Background: An observational study was done to obtain the epidemiological profile of Indian trauma patients. We used the Trauma Injury and Severity Score (TRISS) and survival evaluation methodologies to compare the mortality with norms established by the Major Trauma Outcome Study of the USA to assess the quality of emergency medical care provided to trauma patients at our centre. This would allow comparisons and may help propagate the routine use of trauma scales.
Methods: An instrument to collect detailed epidemiological and TRISS data was created and validated. All patients with trauma who were admitted to the surgery service were included in the study. The details of all patients were recorded and they were followed till discharge or death during a 6-week period.
Results: Of the 180 trauma patients studied, 123 were men (70.3%) with a mean age of 24.7 years; 143 patients had blunt injuries while 32 patients had penetrating injuries. A nearly equal percentage of men were injured on the road (39.8%) as at home (39.0%), while most women (65.4%) were injured at home. The mortality rate was 31.4%. TRISS methodology was applied to 88.6% of patients.
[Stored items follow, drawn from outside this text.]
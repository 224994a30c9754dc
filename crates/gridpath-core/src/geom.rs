//! Grid coordinates: [`Pos`].

use std::fmt;
use std::ops::Add;

// ---------------------------------------------------------------------------
// Pos
// ---------------------------------------------------------------------------

/// A `(row, col)` grid coordinate. Rows grow downward, columns to the right.
///
/// Positions are plain values: neighbor lists and search bookkeeping store
/// them instead of references into the [`Grid`](crate::Grid).
#[derive(Copy, Clone, Debug, Default, PartialEq, Eq, Hash)]
#[cfg_attr(feature = "serde", derive(serde::Serialize, serde::Deserialize))]
pub struct Pos {
    pub row: i32,
    pub col: i32,
}

impl Pos {
    /// Origin (0, 0).
    pub const ZERO: Self = Self { row: 0, col: 0 };

    /// Create a new position.
    #[inline]
    pub const fn new(row: i32, col: i32) -> Self {
        Self { row, col }
    }

    /// Return a position shifted by (drow, dcol).
    #[inline]
    pub const fn shift(self, drow: i32, dcol: i32) -> Self {
        Self {
            row: self.row + drow,
            col: self.col + dcol,
        }
    }

    /// The four orthogonal neighbours (up, down, left, right).
    ///
    /// Out-of-bounds positions are included; callers filter them.
    #[inline]
    pub const fn neighbors_4(self) -> [Pos; 4] {
        [
            self.shift(-1, 0),
            self.shift(1, 0),
            self.shift(0, -1),
            self.shift(0, 1),
        ]
    }

    /// The position as a `(row, col)` tuple.
    #[inline]
    pub const fn as_tuple(self) -> (i32, i32) {
        (self.row, self.col)
    }
}

impl PartialOrd for Pos {
    fn partial_cmp(&self, other: &Self) -> Option<std::cmp::Ordering> {
        Some(self.cmp(other))
    }
}

impl Ord for Pos {
    fn cmp(&self, other: &Self) -> std::cmp::Ordering {
        self.row.cmp(&other.row).then(self.col.cmp(&other.col))
    }
}

impl fmt::Display for Pos {
    fn fmt(&self, f: &mut fmt::Formatter<'_>) -> fmt::Result {
        write!(f, "({}, {})", self.row, self.col)
    }
}

impl From<(i32, i32)> for Pos {
    #[inline]
    fn from((row, col): (i32, i32)) -> Self {
        Self::new(row, col)
    }
}

impl From<Pos> for (i32, i32) {
    #[inline]
    fn from(p: Pos) -> Self {
        p.as_tuple()
    }
}

impl Add for Pos {
    type Output = Self;
    #[inline]
    fn add(self, rhs: Self) -> Self {
        Self::new(self.row + rhs.row, self.col + rhs.col)
    }
}
use gridpath_core::Pos;

use crate::distance::manhattan;
use crate::traits::SearchStrategy;

/// A* search: priority is cost so far plus the Manhattan distance to the
/// goal.
#[derive(Copy, Clone, Debug, Default, PartialEq, Eq)]
pub struct AStar;

impl SearchStrategy for AStar {
    fn name(&self) -> &'static str {
        "A*"
    }

    #[inline]
    fn priority(&self, g: i32, pos: Pos, goal: Pos) -> i32 {
        g + manhattan(pos, goal)
    }
}
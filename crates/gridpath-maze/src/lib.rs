//! Perfect-maze generation for gridpath grids.
//!
//! [`WilsonMaze`] carves corridors with loop-erased random walks (Wilson's
//! algorithm) directly into a [`gridpath_core::Grid`], leaving every cell
//! either Empty (corridor) or Barrier (wall).
//!
//! ```
//! use gridpath_core::Grid;
//! use gridpath_maze::WilsonMaze;
//!
//! let mut grid = Grid::new(20);
//! WilsonMaze::seeded(1).generate(&mut grid);
//! assert!(grid.iter().all(|c| c.is_empty() || c.is_barrier()));
//! ```

pub mod wilson;

pub use wilson::{
    MazeStats, WALK_STEP_FACTOR, WilsonMaze, empty_neighbors, unvisited_cells,
    unvisited_neighbors,
};
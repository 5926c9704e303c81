#![forbid(unsafe_code)]

//! Downloads every URL listed in a text file, in order.

use anyhow::Result;
use clap::Parser;
use harvest_tools::collector::Platform;
use harvest_tools::config::{CommonArgs, ConvertArgs, resolve_config};
use harvest_tools::input::{CookieRequirement, check_cookie_file, read_link_list};
use harvest_tools::logging::init_logging;
use harvest_tools::pipeline::{LinkBatch, run_link_batch};
use harvest_tools::runner::{SystemRunner, ensure_program_available};
use std::path::PathBuf;

#[derive(Debug, Parser)]
#[command(about = "Download the URLs listed in a file")]
struct Args {
    /// File with one URL per line.
    #[arg(long, value_name = "PATH", default_value = "links.txt")]
    links: PathBuf,
    /// Site preset; detected from the first link by default.
    #[arg(long)]
    platform: Option<Platform>,
    /// Stop after this many successful downloads.
    #[arg(long)]
    limit: Option<usize>,
    /// Save the post description next to each video.
    #[arg(long)]
    write_description: bool,
    /// Have yt-dlp re-encode downloads into this container.
    #[arg(long, value_name = "EXT")]
    recode: Option<String>,
    #[command(flatten)]
    common: CommonArgs,
    #[command(flatten)]
    convert: ConvertArgs,
}

fn main() -> Result<()> {
    init_logging();
    let args = Args::parse();
    let config = resolve_config(args.common.overrides())?;

    let links = read_link_list(&args.links)?;
    check_cookie_file(&config.cookies, CookieRequirement::Optional)?;
    let platform = args.platform.unwrap_or_else(|| {
        links
            .first()
            .map(|url| Platform::detect(url))
            .unwrap_or(Platform::Generic)
    });

    let runner = SystemRunner;
    ensure_program_available(&runner, &config.tools.yt_dlp)?;
    let transcode = args.convert.mode();
    if transcode.is_some() {
        ensure_program_available(&runner, &config.tools.ffmpeg)?;
    }

    println!("===================================");
    println!("Link Downloader ({platform})");
    println!("===================================");
    println!("Links file: {}", args.links.display());
    println!("Output directory: {}", config.output_dir.display());

    let batch = LinkBatch {
        links,
        platform,
        limit: args.limit,
        write_description: args.write_description,
        recode: args.recode.clone(),
        transcode,
    };
    let report = run_link_batch(&runner, &config, &batch)?;
    report.print_summary(&config.output_dir);
    Ok(())
}
//! Operator-facing inputs: the link list, the interactive URL prompt and
//! the files a run needs before it starts.

use anyhow::{Context, Result, bail};
use std::fs;
use std::io::{self, BufRead, Write};
use std::path::Path;
use tracing::warn;

/// One URL per line; blank lines and `#` comments are skipped.
pub fn read_link_list(path: &Path) -> Result<Vec<String>> {
    if !path.exists() {
        bail!(
            "link list {} is missing; create it with one URL per line",
            path.display()
        );
    }
    let content =
        fs::read_to_string(path).with_context(|| format!("reading {}", path.display()))?;
    Ok(parse_link_list(&content))
}

pub fn parse_link_list(content: &str) -> Vec<String> {
    content
        .lines()
        .map(str::trim)
        .filter(|line| !line.is_empty() && !line.starts_with('#'))
        .map(str::to_string)
        .collect()
}

pub fn prompt_line(prompt: &str) -> Result<String> {
    let stdin = io::stdin();
    let mut stdout = io::stdout();
    prompt_from(&mut stdin.lock(), &mut stdout, prompt)
}

/// Prints `prompt`, reads one line and trims it. Empty input is an error.
pub fn prompt_from<R: BufRead, W: Write>(reader: &mut R, writer: &mut W, prompt: &str) -> Result<String> {
    write!(writer, "{prompt}").context("writing prompt")?;
    writer.flush().context("flushing prompt")?;
    let mut line = String::new();
    reader.read_line(&mut line).context("reading answer")?;
    let answer = line.trim();
    if answer.is_empty() {
        bail!("no input given");
    }
    Ok(answer.to_string())
}

/// Uses the positional argument when given, otherwise asks on stdin.
pub fn url_or_prompt(arg: Option<String>, prompt: &str) -> Result<String> {
    match arg.map(|value| value.trim().to_string()) {
        Some(value) if !value.is_empty() => Ok(value),
        _ => prompt_line(prompt),
    }
}

#[derive(Debug, Clone, Copy, PartialEq, Eq)]
pub enum CookieRequirement {
    /// The run stops when the cookie file is missing.
    Required,
    /// A missing cookie file is only warned about.
    Optional,
}

/// Returns whether the cookie file is present.
pub fn check_cookie_file(path: &Path, requirement: CookieRequirement) -> Result<bool> {
    if path.is_file() {
        return Ok(true);
    }
    match requirement {
        CookieRequirement::Required => bail!(
            "{} is missing; export your browser cookies (Netscape format) to this path",
            path.display()
        ),
        CookieRequirement::Optional => {
            warn!(
                "{} not found; continuing without cookies, some posts may be blocked",
                path.display()
            );
            Ok(false)
        }
    }
}

pub fn prepare_output_dir(dir: &Path) -> Result<()> {
    fs::create_dir_all(dir).with_context(|| format!("creating {}", dir.display()))
}
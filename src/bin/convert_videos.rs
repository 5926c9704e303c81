#![forbid(unsafe_code)]

//! Batch converts a folder of downloads with ffmpeg, by default into
//! QuickTime-friendly H.264/AAC `.mov` files.

use anyhow::Result;
use clap::Parser;
use harvest_tools::config::{ConfigOverrides, ConvertKind, resolve_config};
use harvest_tools::input::prepare_output_dir;
use harvest_tools::logging::init_logging;
use harvest_tools::runner::{SystemRunner, ensure_program_available};
use harvest_tools::transcoder::{EncodeProfile, TranscodeMode, Transcoder};
use std::path::PathBuf;

#[derive(Debug, Parser)]
#[command(about = "Convert every video in a folder with ffmpeg")]
struct Args {
    /// Folder holding the videos to convert.
    #[arg(long, value_name = "DIR", default_value = "videos_to_convert")]
    input_dir: PathBuf,
    /// Where converted files go; defaults to next to the source.
    #[arg(long, value_name = "DIR")]
    output_dir: Option<PathBuf>,
    /// Source extension to pick up.
    #[arg(long, default_value = "mp4")]
    extension: String,
    #[arg(long, value_enum, default_value = "reencode")]
    mode: ConvertKind,
    /// Target container extension.
    #[arg(long, default_value = "mov")]
    container: String,
    /// Keep the original after a successful conversion.
    #[arg(long)]
    keep_source: bool,
    /// Alternate `.env` file with HARVEST_* settings.
    #[arg(long, value_name = "PATH")]
    env_file: Option<PathBuf>,
}

fn main() -> Result<()> {
    init_logging();
    let args = Args::parse();
    let config = resolve_config(ConfigOverrides {
        env_path: args.env_file.clone(),
        ..ConfigOverrides::default()
    })?;

    if !args.input_dir.is_dir() {
        prepare_output_dir(&args.input_dir)?;
        println!(
            "Created '{}'. Put your videos there and run again.",
            args.input_dir.display()
        );
        return Ok(());
    }

    let runner = SystemRunner;
    ensure_program_available(&runner, &config.tools.ffmpeg)?;

    let container = args.container.trim_start_matches('.').to_string();
    let mode = match args.mode {
        ConvertKind::Copy => TranscodeMode::StreamCopy { container },
        ConvertKind::Reencode => TranscodeMode::Reencode(EncodeProfile {
            container,
            ..EncodeProfile::default()
        }),
    };
    let mut transcoder =
        Transcoder::new(&runner, config.tools.ffmpeg.clone(), mode).keep_source(args.keep_source);
    if let Some(output_dir) = &args.output_dir {
        prepare_output_dir(output_dir)?;
        transcoder = transcoder.with_output_dir(output_dir);
    }

    let summary = transcoder.convert_directory(&args.input_dir, &args.extension)?;
    println!();
    println!("Converted: {}", summary.converted.len());
    println!("Failed:    {}", summary.failed.len());
    Ok(())
}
All the 113 survivors had a probability of survival > or = 0.5 and were considered expected survivors. Among the 42 deaths, 32 had a probability of survival > or = 0.5 and were considered unexpected deaths, while 10 of the deaths had a probability of survival <0.5 and were expected deaths. The reasons for the unexpected deaths were septicaemia, mannitol nephrotoxicity, aspiration and a direct result of the injury, especially in patients with burns.
Conclusions: Our centre has a high rate of unexpected deaths. Although it is the major trauma referral centre in the region, the care provided to trauma patients needs to be improved.